Begin jaren negentig deed George Forrest Holding preventief aan risicospreiding. Hij kocht het failliete engineeringbedrijf Baron & Lévèque International in Luik en maakte er een vehikel van voor geografische diversificatie naar het Midden-Oosten en Chili. Niettemin overleeft Jojo in Centraal-Afrika alle tropische stormen. Om nadien als een champagnekurk opnieuw in de meest woelige wateren boven te drijven.
In 1995 kreeg George Forrest van de Zaïrese regering- Kengo groen licht voor de ontginning, als eerste privé-uitbater, van een nieuwe kobaltmijn: Kasombo. Dat hij hiermee het ontstekingsmechanisme aanbracht voor de privatisering van Gécamines, is een eer die Forrest ten volle claimt. Ook dat zou een keerpunt worden.
Jojo overtuigde Union Minière ervan naar Katanga terug te keren, na ruim dertig jaar afwezigheid, en met hem scheep te gaan in de Kasombo-mijn.

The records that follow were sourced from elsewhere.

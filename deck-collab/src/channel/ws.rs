//! WebSocket transport with automatic reconnection.
//!
//! One supervisor task owns the socket. It writes frames handed over by
//! [`WsTransport::send`], forwards inbound text frames as
//! [`TransportEvent::Frame`], and on loss reconnects with exponential
//! backoff until [`ReconnectPolicy::max_attempts`] is exhausted.

use std::time::Duration;

use futures_util::{SinkExt, StreamExt};
use tokio::sync::{mpsc, watch};
use tokio_tungstenite::tungstenite::Message;

use super::{ChannelError, ConnectionState, Transport, TransportEvent};
use crate::config::ReconnectPolicy;

enum Command {
    Send(String),
    Close,
}

/// Delay schedule between reconnect attempts.
#[derive(Debug, Clone)]
pub struct Backoff {
    policy: ReconnectPolicy,
    attempts: u32,
}

impl Backoff {
    pub fn new(policy: ReconnectPolicy) -> Self {
        Self {
            policy,
            attempts: 0,
        }
    }

    /// Record a failure and return how long to wait before the next try,
    /// or `None` once the attempt budget is spent.
    pub fn next_delay(&mut self) -> Option<Duration> {
        self.attempts = self.attempts.saturating_add(1);
        if let Some(max) = self.policy.max_attempts {
            if self.attempts > max {
                return None;
            }
        }
        let factor = 2u32.saturating_pow(self.attempts - 1);
        let delay = self.policy.initial_delay.saturating_mul(factor);
        Some(delay.min(self.policy.max_delay))
    }

    pub fn reset(&mut self) {
        self.attempts = 0;
    }

    /// Consecutive failures so far.
    pub fn attempts(&self) -> u32 {
        self.attempts
    }
}

/// Client half of a WebSocket connection.
pub struct WsTransport {
    commands: mpsc::UnboundedSender<Command>,
    state: watch::Receiver<ConnectionState>,
    url: String,
}

impl WsTransport {
    /// Spawn the supervisor task and start connecting to `url`.
    ///
    /// Must be called from within a tokio runtime.
    pub fn connect(
        url: impl Into<String>,
        policy: ReconnectPolicy,
        event_capacity: usize,
    ) -> (WsTransport, mpsc::Receiver<TransportEvent>) {
        let url = url.into();
        let (cmd_tx, cmd_rx) = mpsc::unbounded_channel();
        let (event_tx, event_rx) = mpsc::channel(event_capacity.max(1));
        let (state_tx, state_rx) = watch::channel(ConnectionState::Connecting);

        let supervisor = Supervisor {
            url: url.clone(),
            backoff: Backoff::new(policy),
            commands: cmd_rx,
            events: event_tx,
            state: state_tx,
            stale: Vec::new(),
        };
        tokio::spawn(supervisor.run());

        let transport = WsTransport {
            commands: cmd_tx,
            state: state_rx,
            url,
        };
        (transport, event_rx)
    }

    pub fn url(&self) -> &str {
        &self.url
    }
}

impl Transport for WsTransport {
    fn send(&self, frame: String) -> Result<(), ChannelError> {
        match *self.state.borrow() {
            ConnectionState::Connected => {}
            ConnectionState::Disconnected => return Err(ChannelError::ConnectionClosed),
            _ => return Err(ChannelError::NotConnected),
        }
        self.commands
            .send(Command::Send(frame))
            .map_err(|_| ChannelError::ConnectionClosed)
    }

    fn state(&self) -> ConnectionState {
        *self.state.borrow()
    }

    fn close(&self) {
        let _ = self.commands.send(Command::Close);
    }
}

impl std::fmt::Debug for WsTransport {
    fn fmt(&self, f: &mut std::fmt::Formatter<'_>) -> std::fmt::Result {
        f.debug_struct("WsTransport")
            .field("url", &self.url)
            .field("state", &*self.state.borrow())
            .finish()
    }
}

enum Exit {
    /// Connection lost; try again.
    Lost(Vec<String>),
    /// Closed by the client or nobody is listening anymore.
    Shutdown,
}

struct Supervisor {
    url: String,
    backoff: Backoff,
    commands: mpsc::UnboundedReceiver<Command>,
    events: mpsc::Sender<TransportEvent>,
    state: watch::Sender<ConnectionState>,
    /// Frames that arrived while no connection was up.
    stale: Vec<String>,
}

impl Supervisor {
    async fn run(mut self) {
        loop {
            match tokio_tungstenite::connect_async(self.url.as_str()).await {
                Ok((ws, _)) => {
                    log::info!("Connected to {}", self.url);
                    self.backoff.reset();
                    if !self.collect_stale() {
                        break;
                    }
                    self.state.send_replace(ConnectionState::Connected);
                    let stale = std::mem::take(&mut self.stale);
                    if self.events.send(TransportEvent::Connected { stale }).await.is_err() {
                        break;
                    }

                    let Exit::Lost(mut unsent) = self.pump(ws).await else {
                        break;
                    };
                    self.state.send_replace(ConnectionState::Reconnecting);
                    // Pick up anything sent before the state flip was seen.
                    let open = self.collect_stale();
                    unsent.append(&mut self.stale);
                    log::warn!("Connection to {} lost", self.url);
                    if self.events.send(TransportEvent::Disconnected { unsent }).await.is_err() || !open {
                        break;
                    }
                }
                Err(e) => log::warn!("Connect to {} failed: {e}", self.url),
            }

            let Some(delay) = self.backoff.next_delay() else {
                let attempts = self.backoff.attempts();
                self.state.send_replace(ConnectionState::Failed);
                let _ = self.events.send(TransportEvent::Failed { attempts }).await;
                return;
            };
            log::debug!("Reconnecting in {delay:?} (attempt {})", self.backoff.attempts());
            if !self.wait(delay).await {
                break;
            }
        }
        self.state.send_replace(ConnectionState::Disconnected);
        log::debug!("Transport for {} stopped", self.url);
    }

    /// Sleep for `delay`, stashing sends. Returns `false` on close.
    async fn wait(&mut self, delay: Duration) -> bool {
        let sleep = tokio::time::sleep(delay);
        tokio::pin!(sleep);
        loop {
            tokio::select! {
                _ = &mut sleep => return true,
                cmd = self.commands.recv() => match cmd {
                    Some(Command::Send(frame)) => self.stale.push(frame),
                    Some(Command::Close) | None => return false,
                },
            }
        }
    }

    /// Move queued sends into `stale`. Returns `false` on close.
    fn collect_stale(&mut self) -> bool {
        while let Ok(cmd) = self.commands.try_recv() {
            match cmd {
                Command::Send(frame) => self.stale.push(frame),
                Command::Close => return false,
            }
        }
        true
    }

    async fn pump<S>(&mut self, ws: tokio_tungstenite::WebSocketStream<S>) -> Exit
    where
        S: tokio::io::AsyncRead + tokio::io::AsyncWrite + Unpin,
    {
        let (mut writer, mut reader) = ws.split();

        loop {
            tokio::select! {
                cmd = self.commands.recv() => match cmd {
                    Some(Command::Send(frame)) => {
                        if let Err(e) = writer.send(Message::text(frame.clone())).await {
                            log::warn!("Write failed: {e}");
                            return Exit::Lost(vec![frame]);
                        }
                    }
                    Some(Command::Close) | None => {
                        let _ = writer.send(Message::Close(None)).await;
                        return Exit::Shutdown;
                    }
                },
                msg = reader.next() => match msg {
                    Some(Ok(Message::Text(text))) => {
                        let frame = TransportEvent::Frame(text.as_str().to_owned());
                        if self.events.send(frame).await.is_err() {
                            return Exit::Shutdown;
                        }
                    }
                    Some(Ok(Message::Binary(data))) => match String::from_utf8(data.to_vec()) {
                        Ok(text) => {
                            if self.events.send(TransportEvent::Frame(text)).await.is_err() {
                                return Exit::Shutdown;
                            }
                        }
                        Err(_) => log::warn!("Ignoring non-UTF-8 binary frame"),
                    },
                    Some(Ok(Message::Ping(payload))) => {
                        let _ = writer.send(Message::Pong(payload)).await;
                    }
                    Some(Ok(Message::Close(_))) | None => return Exit::Lost(Vec::new()),
                    Some(Err(e)) => {
                        log::warn!("Read failed: {e}");
                        return Exit::Lost(Vec::new());
                    }
                    Some(Ok(_)) => {}
                },
            }
        }
    }
}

Intussen hadden de Finnen van Outokumpu (nu de Fins-Amerikaanse OMG-groep, de grootste producent ter wereld van kobaltzouten), hun wagentje gekoppeld aan de enige man die zich in het mijnenveld van Gécamines enigszins wist te handhaven. Voor George Forrest was het samengaan met gereputeerde non-ferrobedrijven de bekroning van een geleidelijke professionalisering. Forrest begon zich een nieuwe maagdelijkheid aan te meten, omringde zich met bekwame ingenieurs en koestert de ambitie om zich op te werpen als de hefboom voor een heropstanding van Gécamines. Onlangs werd hij Belg en gooide hij lijnen uit naar de liberale minister van Buitenlandse Zaken Louis Michel ( PRL). Delcredere, een openbare kredietinstelling, gaf een staatswaarborg voor bankleningen aan STL.
Maar zelfs Jojo kan de realiteit geen geweld aandoen. Net zo min als Rautenbach de inkomstenstroom naar de lege schatkist op gang kon krijgen, slaagt Forrest erin de zieltogende olifant op zijn poten tillen. Met OMG, die 65% in Société du Terril de Lubumbashi investeert, wordt voorlopig nog steeds kobaltertsafval uit de vroegere glorietijd van Gécamines gepuurd.